How to complete this task:
Reproduce exactly the lines from the top of the records below through the line holding "the two coordinates".

Material for the task:
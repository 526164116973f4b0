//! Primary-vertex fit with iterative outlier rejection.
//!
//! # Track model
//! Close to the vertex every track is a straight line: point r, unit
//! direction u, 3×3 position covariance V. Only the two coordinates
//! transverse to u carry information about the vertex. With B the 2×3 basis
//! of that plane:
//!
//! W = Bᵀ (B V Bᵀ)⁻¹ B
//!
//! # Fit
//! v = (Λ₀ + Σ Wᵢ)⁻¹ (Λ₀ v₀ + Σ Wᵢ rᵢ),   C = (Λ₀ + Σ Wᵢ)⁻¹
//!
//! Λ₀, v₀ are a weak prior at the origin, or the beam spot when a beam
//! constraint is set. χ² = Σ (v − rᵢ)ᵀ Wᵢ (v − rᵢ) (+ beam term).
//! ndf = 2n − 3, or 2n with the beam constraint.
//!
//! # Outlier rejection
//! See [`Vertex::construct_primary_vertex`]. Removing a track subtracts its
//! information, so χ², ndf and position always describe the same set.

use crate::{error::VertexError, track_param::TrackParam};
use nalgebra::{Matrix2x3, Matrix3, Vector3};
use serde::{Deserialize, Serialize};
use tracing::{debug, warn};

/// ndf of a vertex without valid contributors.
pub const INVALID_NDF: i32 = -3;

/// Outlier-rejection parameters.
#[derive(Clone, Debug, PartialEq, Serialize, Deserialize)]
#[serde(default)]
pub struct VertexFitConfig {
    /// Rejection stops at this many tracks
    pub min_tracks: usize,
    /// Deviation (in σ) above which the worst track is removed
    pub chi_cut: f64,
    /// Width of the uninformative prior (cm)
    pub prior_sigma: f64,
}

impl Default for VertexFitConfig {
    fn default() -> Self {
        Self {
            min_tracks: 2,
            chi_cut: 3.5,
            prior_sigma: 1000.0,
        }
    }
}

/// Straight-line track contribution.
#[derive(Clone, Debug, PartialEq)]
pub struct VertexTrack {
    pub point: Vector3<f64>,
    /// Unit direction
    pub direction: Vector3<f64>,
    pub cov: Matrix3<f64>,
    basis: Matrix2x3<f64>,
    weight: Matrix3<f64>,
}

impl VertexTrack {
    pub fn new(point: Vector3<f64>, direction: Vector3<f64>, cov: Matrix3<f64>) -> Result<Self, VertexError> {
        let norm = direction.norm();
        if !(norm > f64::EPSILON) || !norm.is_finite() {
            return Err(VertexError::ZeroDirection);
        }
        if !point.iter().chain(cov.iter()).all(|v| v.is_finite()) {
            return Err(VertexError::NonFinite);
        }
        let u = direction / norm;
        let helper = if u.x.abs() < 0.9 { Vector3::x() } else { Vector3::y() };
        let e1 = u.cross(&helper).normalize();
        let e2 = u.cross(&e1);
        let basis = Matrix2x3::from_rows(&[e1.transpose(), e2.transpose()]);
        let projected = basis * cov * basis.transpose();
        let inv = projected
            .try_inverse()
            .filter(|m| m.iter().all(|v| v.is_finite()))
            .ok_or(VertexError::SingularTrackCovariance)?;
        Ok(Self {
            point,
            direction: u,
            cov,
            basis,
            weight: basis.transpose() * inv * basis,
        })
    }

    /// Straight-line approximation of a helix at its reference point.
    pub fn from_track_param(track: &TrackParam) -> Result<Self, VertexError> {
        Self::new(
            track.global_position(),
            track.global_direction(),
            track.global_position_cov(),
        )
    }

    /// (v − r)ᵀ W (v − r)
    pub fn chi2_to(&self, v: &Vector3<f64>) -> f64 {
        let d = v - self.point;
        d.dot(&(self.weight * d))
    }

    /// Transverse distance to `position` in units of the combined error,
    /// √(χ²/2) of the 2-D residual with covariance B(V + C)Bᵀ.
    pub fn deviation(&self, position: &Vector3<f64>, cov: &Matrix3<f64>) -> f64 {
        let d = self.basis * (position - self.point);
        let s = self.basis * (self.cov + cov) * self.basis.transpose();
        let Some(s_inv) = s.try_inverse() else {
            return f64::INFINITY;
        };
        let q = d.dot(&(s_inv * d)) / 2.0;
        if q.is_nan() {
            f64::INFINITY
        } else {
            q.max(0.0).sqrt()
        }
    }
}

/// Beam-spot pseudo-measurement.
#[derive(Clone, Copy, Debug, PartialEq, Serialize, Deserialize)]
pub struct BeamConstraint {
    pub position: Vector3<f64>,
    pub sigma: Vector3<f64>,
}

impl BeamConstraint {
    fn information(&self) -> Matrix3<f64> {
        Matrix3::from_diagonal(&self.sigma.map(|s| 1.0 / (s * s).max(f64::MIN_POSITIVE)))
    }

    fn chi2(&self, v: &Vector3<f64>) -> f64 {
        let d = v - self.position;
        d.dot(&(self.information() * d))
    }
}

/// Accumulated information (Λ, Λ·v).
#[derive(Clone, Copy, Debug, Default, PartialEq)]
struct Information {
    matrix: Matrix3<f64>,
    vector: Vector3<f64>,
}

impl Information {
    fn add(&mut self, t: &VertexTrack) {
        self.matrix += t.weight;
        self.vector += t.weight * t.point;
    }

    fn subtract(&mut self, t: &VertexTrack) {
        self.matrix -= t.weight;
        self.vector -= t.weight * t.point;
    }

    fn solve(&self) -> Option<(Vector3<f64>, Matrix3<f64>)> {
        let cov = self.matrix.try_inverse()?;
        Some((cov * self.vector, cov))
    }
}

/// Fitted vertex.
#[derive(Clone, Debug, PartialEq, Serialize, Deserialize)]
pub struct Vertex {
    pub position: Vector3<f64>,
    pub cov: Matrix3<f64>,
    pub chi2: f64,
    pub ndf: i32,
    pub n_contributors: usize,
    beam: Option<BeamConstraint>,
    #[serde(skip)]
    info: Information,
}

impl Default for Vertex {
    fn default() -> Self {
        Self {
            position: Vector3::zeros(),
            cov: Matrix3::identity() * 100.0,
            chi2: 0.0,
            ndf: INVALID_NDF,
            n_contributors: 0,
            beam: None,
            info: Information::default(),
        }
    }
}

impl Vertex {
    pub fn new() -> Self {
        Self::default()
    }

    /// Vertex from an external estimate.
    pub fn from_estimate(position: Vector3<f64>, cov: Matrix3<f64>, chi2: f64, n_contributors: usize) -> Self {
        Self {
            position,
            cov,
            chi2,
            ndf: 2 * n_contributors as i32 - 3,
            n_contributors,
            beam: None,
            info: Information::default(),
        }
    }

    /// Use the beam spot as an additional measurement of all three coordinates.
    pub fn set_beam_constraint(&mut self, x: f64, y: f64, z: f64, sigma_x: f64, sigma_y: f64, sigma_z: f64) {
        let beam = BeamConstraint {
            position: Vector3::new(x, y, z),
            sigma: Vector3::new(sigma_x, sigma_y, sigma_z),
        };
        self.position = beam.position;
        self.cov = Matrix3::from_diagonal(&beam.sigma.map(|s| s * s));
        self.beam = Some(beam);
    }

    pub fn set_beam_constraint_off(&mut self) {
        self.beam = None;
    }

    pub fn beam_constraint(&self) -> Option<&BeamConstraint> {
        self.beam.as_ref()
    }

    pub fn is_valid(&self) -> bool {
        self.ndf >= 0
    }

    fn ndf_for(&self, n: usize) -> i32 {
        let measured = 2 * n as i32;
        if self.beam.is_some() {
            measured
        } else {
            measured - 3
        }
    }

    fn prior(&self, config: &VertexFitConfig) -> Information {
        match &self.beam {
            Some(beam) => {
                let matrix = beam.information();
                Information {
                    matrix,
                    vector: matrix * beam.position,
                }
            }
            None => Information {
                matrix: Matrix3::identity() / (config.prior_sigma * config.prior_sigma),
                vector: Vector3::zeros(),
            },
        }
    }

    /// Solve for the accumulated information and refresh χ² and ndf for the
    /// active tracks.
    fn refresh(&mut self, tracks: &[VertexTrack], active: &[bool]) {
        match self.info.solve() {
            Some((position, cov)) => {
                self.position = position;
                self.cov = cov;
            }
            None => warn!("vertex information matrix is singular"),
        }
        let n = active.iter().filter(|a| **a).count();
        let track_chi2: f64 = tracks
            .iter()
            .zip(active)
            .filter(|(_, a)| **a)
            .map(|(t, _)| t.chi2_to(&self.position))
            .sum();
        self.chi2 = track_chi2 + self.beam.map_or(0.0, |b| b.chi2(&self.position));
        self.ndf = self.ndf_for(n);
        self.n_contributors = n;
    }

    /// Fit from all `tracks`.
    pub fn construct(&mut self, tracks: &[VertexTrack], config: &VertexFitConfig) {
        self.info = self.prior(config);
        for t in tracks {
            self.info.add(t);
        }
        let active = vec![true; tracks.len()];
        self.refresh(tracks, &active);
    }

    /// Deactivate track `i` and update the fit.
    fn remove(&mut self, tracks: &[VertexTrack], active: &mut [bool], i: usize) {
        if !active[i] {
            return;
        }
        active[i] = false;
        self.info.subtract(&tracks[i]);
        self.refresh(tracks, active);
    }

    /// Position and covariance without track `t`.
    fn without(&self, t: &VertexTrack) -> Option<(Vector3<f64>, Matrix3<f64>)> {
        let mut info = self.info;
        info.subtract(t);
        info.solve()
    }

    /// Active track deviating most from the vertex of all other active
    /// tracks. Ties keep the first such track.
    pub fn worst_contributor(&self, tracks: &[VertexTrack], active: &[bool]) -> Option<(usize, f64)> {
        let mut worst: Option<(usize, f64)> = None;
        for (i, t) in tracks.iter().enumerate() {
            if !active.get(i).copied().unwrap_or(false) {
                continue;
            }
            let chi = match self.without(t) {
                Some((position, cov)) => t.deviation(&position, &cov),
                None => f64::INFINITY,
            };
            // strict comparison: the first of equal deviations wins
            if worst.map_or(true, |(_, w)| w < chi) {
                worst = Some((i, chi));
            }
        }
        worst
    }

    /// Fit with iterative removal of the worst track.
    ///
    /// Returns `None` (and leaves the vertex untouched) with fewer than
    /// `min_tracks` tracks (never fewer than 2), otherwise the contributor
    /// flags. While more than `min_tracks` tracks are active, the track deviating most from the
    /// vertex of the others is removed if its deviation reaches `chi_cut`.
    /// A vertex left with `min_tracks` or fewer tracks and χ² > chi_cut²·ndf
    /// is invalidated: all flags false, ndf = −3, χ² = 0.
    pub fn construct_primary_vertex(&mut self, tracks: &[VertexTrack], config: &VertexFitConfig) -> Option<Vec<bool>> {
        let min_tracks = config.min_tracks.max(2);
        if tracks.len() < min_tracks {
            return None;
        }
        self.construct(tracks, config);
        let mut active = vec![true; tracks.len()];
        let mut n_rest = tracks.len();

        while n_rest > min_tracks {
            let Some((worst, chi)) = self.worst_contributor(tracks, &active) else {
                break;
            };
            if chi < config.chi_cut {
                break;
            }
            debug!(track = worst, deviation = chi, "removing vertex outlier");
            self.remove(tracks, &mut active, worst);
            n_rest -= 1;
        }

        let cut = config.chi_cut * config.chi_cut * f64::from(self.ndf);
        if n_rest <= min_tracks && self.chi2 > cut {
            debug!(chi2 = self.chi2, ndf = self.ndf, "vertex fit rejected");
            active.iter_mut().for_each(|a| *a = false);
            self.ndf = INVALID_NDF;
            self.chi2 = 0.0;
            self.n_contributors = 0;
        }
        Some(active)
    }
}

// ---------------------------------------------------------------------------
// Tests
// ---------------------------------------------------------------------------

Answer below:
repository 526164116973f4b0
//! Primary-vertex fit with iterative outlier rejection.
//!
//! # Track model
//! Close to the vertex every track is a straight line: point r, unit
//! direction u, 3×3 position covariance V. Only the two coordinates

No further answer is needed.